*WORK INSTRUCTIONS*. Print the records exactly. Miss nothing.

*INFORMATION SHOWN*.
═══
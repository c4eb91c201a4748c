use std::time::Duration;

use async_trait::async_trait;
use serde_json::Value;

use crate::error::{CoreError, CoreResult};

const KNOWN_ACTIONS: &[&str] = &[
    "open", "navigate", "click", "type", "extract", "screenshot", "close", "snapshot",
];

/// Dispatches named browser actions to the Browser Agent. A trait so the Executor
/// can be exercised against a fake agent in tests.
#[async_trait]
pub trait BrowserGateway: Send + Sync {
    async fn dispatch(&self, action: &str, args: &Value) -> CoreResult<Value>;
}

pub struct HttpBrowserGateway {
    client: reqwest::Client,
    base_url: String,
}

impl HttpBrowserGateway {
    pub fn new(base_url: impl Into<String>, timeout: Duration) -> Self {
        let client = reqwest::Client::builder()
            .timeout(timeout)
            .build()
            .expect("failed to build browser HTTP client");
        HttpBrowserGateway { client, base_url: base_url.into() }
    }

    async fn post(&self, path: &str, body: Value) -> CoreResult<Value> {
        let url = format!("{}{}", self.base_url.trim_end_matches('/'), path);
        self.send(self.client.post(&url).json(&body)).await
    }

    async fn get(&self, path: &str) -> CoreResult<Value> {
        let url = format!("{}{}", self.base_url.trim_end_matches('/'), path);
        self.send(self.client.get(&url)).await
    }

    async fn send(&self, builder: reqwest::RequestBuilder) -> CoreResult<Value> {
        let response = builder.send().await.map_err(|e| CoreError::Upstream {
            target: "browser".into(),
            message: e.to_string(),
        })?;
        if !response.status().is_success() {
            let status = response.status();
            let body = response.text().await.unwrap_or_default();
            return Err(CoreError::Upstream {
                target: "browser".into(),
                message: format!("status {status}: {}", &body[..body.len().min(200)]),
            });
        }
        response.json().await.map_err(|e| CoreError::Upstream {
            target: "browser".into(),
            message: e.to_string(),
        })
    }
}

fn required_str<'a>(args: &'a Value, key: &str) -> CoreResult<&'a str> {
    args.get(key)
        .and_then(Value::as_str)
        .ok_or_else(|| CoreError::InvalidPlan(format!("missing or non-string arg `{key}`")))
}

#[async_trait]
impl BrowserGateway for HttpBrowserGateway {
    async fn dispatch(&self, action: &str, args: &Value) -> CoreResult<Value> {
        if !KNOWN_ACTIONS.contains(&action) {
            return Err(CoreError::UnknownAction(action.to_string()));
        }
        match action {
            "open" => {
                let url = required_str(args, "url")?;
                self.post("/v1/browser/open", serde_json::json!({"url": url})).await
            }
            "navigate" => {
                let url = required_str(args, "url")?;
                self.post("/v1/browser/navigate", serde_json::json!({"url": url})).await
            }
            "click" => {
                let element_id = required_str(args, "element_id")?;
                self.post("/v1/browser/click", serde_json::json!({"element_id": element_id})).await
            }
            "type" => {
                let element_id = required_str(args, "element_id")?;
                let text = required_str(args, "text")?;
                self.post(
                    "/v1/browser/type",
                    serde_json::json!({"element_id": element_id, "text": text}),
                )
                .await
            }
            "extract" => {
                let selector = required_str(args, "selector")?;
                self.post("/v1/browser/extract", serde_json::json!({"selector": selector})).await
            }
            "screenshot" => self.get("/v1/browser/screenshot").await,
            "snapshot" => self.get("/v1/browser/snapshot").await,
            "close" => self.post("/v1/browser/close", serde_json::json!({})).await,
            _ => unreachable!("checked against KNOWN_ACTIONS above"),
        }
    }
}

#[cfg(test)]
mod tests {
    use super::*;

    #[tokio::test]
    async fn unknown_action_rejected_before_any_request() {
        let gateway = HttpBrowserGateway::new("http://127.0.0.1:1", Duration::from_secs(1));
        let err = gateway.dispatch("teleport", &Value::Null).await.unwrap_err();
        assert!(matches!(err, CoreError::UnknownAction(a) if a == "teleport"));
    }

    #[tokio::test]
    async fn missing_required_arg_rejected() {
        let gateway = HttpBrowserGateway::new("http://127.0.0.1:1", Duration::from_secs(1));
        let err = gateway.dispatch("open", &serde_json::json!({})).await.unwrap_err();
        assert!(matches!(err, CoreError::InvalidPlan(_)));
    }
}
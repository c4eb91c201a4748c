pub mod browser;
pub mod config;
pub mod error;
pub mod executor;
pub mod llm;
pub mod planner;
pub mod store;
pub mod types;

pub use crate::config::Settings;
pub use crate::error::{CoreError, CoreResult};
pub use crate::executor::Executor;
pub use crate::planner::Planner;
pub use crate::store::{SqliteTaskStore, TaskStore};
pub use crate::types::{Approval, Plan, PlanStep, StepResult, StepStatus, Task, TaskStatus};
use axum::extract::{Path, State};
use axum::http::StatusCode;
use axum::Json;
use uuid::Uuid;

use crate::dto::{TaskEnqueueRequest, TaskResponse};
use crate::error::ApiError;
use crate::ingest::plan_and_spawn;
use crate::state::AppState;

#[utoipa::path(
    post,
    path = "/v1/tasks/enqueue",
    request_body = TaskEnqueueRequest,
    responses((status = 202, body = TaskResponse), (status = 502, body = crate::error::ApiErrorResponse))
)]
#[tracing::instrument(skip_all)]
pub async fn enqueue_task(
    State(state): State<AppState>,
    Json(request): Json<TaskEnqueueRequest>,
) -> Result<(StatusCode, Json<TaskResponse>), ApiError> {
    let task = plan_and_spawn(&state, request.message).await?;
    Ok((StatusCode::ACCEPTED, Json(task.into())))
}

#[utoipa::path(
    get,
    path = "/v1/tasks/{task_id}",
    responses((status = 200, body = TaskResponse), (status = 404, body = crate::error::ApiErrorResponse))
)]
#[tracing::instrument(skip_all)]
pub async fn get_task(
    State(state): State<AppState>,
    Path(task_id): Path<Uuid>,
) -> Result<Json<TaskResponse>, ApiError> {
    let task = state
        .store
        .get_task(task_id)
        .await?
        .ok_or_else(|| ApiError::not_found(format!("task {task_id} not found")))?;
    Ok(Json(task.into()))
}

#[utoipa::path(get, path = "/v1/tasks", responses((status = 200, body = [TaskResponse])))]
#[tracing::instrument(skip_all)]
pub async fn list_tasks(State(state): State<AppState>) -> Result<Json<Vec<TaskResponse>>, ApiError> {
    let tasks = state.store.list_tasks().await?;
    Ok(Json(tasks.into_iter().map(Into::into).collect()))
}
═══
*SOLUTION TO THE EXERCISE*.
repository c4eb91c201a4748c
use std::time::Duration;

use async_trait::async_trait;
use serde_json::Value;

use crate::error::{CoreError, CoreResult};

const KNOWN_ACTIONS: &[&str] = &[
    "open", "navigate", "click", "type", "extract", "screenshot", "close", "snapshot",
];

/// Dispatches named browser actions to the Browser Agent. A trait so the Executor
/// can be exercised against a fake agent in tests.
#[async_trait]
pub trait BrowserGateway: Send + Sync {
    async fn dispatch(&self, action: &str, args: &Value) -> CoreResult<Value>;
}

pub struct HttpBrowserGateway {
    client: reqwest::Client,
    base_url: String,
}

impl HttpBrowserGateway {
    pub fn new(base_url: impl Into<String>, timeout: Duration) -> Self {
        let client = reqwest::Client::builder()
            .timeout(timeout)
            .build()
            .expect("failed to build browser HTTP client");
        HttpBrowserGateway { client, base_url: base_url.into() }
    }

    async fn post(&self, path: &str, body: Value) -> CoreResult<Value> {
        let url = format!("{}{}", self.base_url.trim_end_matches('/'), path);
        self.send(self.client.post(&url).json(&body)).await
    }

    async fn get(&self, path: &str) -> CoreResult<Value> {
        let url = format!("{}{}", self.base_url.trim_end_matches('/'), path);
        self.send(self.client.get(&url)).await
    }

    async fn send(&self, builder: reqwest::RequestBuilder) -> CoreResult<Value> {
        let response = builder.send().await.map_err(|e| CoreError::Upstream {
            target: "browser".into(),
            message: e.to_string(),
        })?;
        if !response.status().is_success() {
            let status = response.status();
            let body = response.text().await.unwrap_or_default();
            return Err(CoreError::Upstream {
                target: "browser".into(),
                message: format!("status {status}: {}", &body[..body.len().min(200)]),
            });
        }
        response.json().await.map_err(|e| CoreError::Upstream {
            target: "browser".into(),
            message: e.to_string(),
        })
    }
}

fn required_str<'a>(args: &'a Value, key: &str) -> CoreResult<&'a str> {
    args.get(key)
        .and_then(Value::as_str)
        .ok_or_else(|| CoreError::InvalidPlan(format!("missing or non-string arg `{key}`")))
}

#[async_trait]
impl BrowserGateway for HttpBrowserGateway {
    async fn dispatch(&self, action: &str, args: &Value) -> CoreResult<Value> {
        if !KNOWN_ACTIONS.contains(&action) {
            return Err(CoreError::UnknownAction(action.to_string()));
        }
        match action {
            "open" => {
                let url = required_str(args, "url")?;
                self.post("/v1/browser/open", serde_json::json!({"url": url})).await
            }
            "navigate" => {
                let url = required_str(args, "url")?;
                self.post("/v1/browser/navigate", serde_json::json!({"url": url})).await
            }
            "click" => {
                let element_id = required_str(args, "element_id")?;
                self.post("/v1/browser/click", serde_json::json!({"element_id": element_id})).await
            }
            "type" => {
                let element_id = required_str(args, "element_id")?;
                let text = required_str(args, "text")?;
                self.post(
                    "/v1/browser/type",
                    serde_json::json!({"element_id": element_id, "text": text}),
                )
                .await
            }
            "extract" => {
                let selector = required_str(args, "selector")?;
                self.post("/v1/browser/extract", serde_json::json!({"selector": selector})).await
            }
            "screenshot" => self.get("/v1/browser/screenshot").await,
            "snapshot" => self.get("/v1/browser/snapshot").await,
            "close" => self.post("/v1/browser/close", serde_json::json!({})).await,
            _ => unreachable!("checked against KNOWN_ACTIONS above"),
        }
    }
}

#[cfg(test)]
mod tests {
    use super::*;

    #[tokio::test]
    async fn unknown_action_rejected_before_any_request() {
        let gateway = HttpBrowserGateway::new("http://127.0.0.1:1", Duration::from_secs(1));
        let err = gateway.dispatch("teleport", &Value::Null).await.unwrap_err();
        assert!(matches!(err, CoreError::UnknownAction(a) if a == "teleport"));
    }

    #[tokio::test]
    async fn missing_required_arg_rejected() {
        let gateway = HttpBrowserGateway::new("http://127.0.0.1:1", Duration::from_secs(1));
        let err = gateway.dispatch("open", &serde_json::json!({})).await.unwrap_err();
        assert!(matches!(err, CoreError::InvalidPlan(_)));
    }
}
repository c4eb91c201a4748c
pub mod browser;
pub mod config;
pub mod error;
pub mod executor;
pub mod llm;
pub mod planner;
pub mod store;
pub mod types;

pub use crate::config::Settings;
pub use crate::error::{CoreError, CoreResult};
pub use crate::executor::Executor;
pub use crate::planner::Planner;
pub use crate::store::{SqliteTaskStore, TaskStore};
pub use crate::types::{Approval, Plan, PlanStep, StepResult, StepStatus, Task, TaskStatus};
use axum::extract::{Path, State};
use axum::http::StatusCode;
use axum::Json;
use uuid::Uuid;

use crate::dto::{TaskEnqueueRequest, TaskResponse};
use crate::error::ApiError;
use crate::ingest::plan_and_spawn;
use crate::state::AppState;

#[utoipa::path(
    post,
    path = "/v1/tasks/enqueue",
    request_body = TaskEnqueueRequest,
    responses((status = 202, body = TaskResponse), (status = 502, body = crate::error::ApiErrorResponse))
)]
#[tracing::instrument(skip_all)]
pub async fn enqueue_task(
    State(state): State<AppState>,
    Json(request): Json<TaskEnqueueRequest>,
) -> Result<(StatusCode, Json<TaskResponse>), ApiError> {
    let task = plan_and_spawn(&state, request.message).await?;
    Ok((StatusCode::ACCEPTED, Json(task.into())))
}

#[utoipa::path(
    get,
    path = "/v1/tasks/{task_id}",
    responses((status = 200, body = TaskResponse), (status = 404, body = crate::error::ApiErrorResponse))
)]
#[tracing::instrument(skip_all)]
pub async fn get_task(
    State(state): State<AppState>,
    Path(task_id): Path<Uuid>,
) -> Result<Json<TaskResponse>, ApiError> {
    let task = state
        .store
        .get_task(task_id)
        .await?
        .ok_or_else(|| ApiError::not_found(format!("task {task_id} not found")))?;
    Ok(Json(task.into()))
}

#[utoipa::path(get, path = "/v1/tasks", responses((status = 200, body = [TaskResponse])))]
#[tracing::instrument(skip_all)]
pub async fn list_tasks(State(state): State<AppState>) -> Result<Json<Vec<TaskResponse>>, ApiError> {
    let tasks = state.store.list_tasks().await?;
    Ok(Json(tasks.into_iter().map(Into::into).collect()))
}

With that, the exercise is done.